What needs to be done:
Check each line below for "current" and report how many have it, nothing else.

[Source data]
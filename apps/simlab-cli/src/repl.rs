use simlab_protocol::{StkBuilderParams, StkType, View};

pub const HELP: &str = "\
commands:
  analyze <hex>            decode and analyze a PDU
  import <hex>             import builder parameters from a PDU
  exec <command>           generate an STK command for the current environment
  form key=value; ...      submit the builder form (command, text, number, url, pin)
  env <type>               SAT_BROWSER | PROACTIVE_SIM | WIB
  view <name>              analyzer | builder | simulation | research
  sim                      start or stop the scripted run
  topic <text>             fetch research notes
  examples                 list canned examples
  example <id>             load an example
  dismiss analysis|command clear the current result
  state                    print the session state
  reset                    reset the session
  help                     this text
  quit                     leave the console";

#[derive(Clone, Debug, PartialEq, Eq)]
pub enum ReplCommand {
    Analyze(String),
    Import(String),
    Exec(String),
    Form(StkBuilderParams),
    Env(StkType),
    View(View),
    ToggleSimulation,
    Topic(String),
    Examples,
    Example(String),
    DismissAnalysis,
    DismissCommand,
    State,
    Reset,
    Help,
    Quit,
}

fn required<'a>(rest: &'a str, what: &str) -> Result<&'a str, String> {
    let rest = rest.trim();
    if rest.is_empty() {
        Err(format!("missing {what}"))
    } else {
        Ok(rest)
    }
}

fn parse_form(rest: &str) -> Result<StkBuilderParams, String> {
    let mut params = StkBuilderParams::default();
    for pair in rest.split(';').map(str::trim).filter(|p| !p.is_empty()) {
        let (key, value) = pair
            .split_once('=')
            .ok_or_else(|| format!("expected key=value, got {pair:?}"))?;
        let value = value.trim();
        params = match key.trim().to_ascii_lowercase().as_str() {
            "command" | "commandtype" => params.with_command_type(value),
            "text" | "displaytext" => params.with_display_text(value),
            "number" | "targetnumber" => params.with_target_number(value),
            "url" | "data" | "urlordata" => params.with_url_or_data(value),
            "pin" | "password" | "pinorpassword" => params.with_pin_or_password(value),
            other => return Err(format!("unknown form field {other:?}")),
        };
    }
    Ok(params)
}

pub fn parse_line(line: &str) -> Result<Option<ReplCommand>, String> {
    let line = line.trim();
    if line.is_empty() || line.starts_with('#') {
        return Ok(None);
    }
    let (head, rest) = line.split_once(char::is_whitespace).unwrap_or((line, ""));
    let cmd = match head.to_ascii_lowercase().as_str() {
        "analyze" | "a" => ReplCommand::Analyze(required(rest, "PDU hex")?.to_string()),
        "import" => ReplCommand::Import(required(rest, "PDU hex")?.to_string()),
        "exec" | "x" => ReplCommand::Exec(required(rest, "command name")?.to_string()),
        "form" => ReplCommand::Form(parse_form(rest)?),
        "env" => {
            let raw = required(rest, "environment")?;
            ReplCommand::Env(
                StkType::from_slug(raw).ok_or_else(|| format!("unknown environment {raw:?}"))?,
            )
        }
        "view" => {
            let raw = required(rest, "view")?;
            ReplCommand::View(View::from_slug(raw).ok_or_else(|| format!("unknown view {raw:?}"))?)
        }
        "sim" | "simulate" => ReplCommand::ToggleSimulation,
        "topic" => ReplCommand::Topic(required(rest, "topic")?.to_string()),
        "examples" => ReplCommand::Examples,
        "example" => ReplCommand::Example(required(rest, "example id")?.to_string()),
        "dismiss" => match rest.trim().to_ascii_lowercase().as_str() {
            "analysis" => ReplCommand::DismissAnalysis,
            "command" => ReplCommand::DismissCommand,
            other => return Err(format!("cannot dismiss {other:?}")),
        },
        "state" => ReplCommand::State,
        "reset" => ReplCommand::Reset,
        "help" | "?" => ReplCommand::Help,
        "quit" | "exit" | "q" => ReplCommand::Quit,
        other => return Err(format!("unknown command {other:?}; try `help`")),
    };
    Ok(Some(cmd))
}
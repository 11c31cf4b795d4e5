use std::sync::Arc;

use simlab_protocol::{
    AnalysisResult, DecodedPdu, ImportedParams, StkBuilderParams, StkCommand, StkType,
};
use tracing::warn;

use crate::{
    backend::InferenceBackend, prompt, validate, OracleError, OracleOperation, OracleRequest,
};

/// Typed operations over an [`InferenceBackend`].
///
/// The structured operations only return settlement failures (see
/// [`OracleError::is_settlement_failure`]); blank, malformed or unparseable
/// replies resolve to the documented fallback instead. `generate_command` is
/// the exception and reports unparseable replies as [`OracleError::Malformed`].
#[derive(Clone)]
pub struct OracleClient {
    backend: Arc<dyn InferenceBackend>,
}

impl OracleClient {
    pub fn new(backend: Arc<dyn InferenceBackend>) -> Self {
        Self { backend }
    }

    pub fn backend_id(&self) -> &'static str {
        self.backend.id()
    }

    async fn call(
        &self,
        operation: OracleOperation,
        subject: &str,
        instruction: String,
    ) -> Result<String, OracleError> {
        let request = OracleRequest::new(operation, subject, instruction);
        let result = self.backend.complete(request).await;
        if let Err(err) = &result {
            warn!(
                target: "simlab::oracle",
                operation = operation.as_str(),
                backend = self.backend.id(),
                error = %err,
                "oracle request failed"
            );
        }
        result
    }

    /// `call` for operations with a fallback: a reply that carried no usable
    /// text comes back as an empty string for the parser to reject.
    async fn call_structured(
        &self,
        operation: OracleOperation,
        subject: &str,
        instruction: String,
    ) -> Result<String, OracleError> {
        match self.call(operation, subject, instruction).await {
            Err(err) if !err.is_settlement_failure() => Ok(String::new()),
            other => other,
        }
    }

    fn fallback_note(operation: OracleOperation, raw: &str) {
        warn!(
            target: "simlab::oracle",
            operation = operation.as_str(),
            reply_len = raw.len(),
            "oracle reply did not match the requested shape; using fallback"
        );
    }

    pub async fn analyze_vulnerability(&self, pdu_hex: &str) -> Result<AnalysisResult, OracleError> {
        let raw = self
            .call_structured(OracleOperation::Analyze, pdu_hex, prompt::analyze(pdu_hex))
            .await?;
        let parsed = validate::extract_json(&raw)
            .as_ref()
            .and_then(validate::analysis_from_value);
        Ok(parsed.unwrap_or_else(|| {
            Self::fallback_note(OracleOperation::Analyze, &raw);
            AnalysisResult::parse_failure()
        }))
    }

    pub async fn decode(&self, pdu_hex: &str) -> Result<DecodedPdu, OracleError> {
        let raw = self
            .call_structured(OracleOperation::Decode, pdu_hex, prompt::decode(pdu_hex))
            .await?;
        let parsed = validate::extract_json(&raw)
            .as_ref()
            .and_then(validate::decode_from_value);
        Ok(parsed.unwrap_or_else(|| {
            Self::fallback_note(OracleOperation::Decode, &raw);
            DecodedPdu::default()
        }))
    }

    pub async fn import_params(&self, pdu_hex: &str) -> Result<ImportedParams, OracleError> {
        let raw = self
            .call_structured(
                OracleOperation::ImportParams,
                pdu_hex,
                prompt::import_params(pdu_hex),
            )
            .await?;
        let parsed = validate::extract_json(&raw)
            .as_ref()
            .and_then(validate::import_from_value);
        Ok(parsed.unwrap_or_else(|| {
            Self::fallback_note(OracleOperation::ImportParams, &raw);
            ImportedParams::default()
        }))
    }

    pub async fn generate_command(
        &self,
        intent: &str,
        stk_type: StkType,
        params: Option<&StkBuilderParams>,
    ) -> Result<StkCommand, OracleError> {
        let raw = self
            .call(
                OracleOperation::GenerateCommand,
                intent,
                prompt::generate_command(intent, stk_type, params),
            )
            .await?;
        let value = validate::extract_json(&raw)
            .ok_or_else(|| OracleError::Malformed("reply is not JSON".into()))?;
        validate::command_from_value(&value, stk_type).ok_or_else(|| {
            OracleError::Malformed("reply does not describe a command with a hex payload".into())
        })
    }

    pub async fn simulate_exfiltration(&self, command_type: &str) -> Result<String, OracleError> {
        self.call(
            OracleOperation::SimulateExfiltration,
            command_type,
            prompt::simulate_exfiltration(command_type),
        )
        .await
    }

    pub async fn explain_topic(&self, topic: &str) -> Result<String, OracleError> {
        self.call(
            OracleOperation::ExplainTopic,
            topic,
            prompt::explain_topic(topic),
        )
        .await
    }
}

Answer to the exercise:
2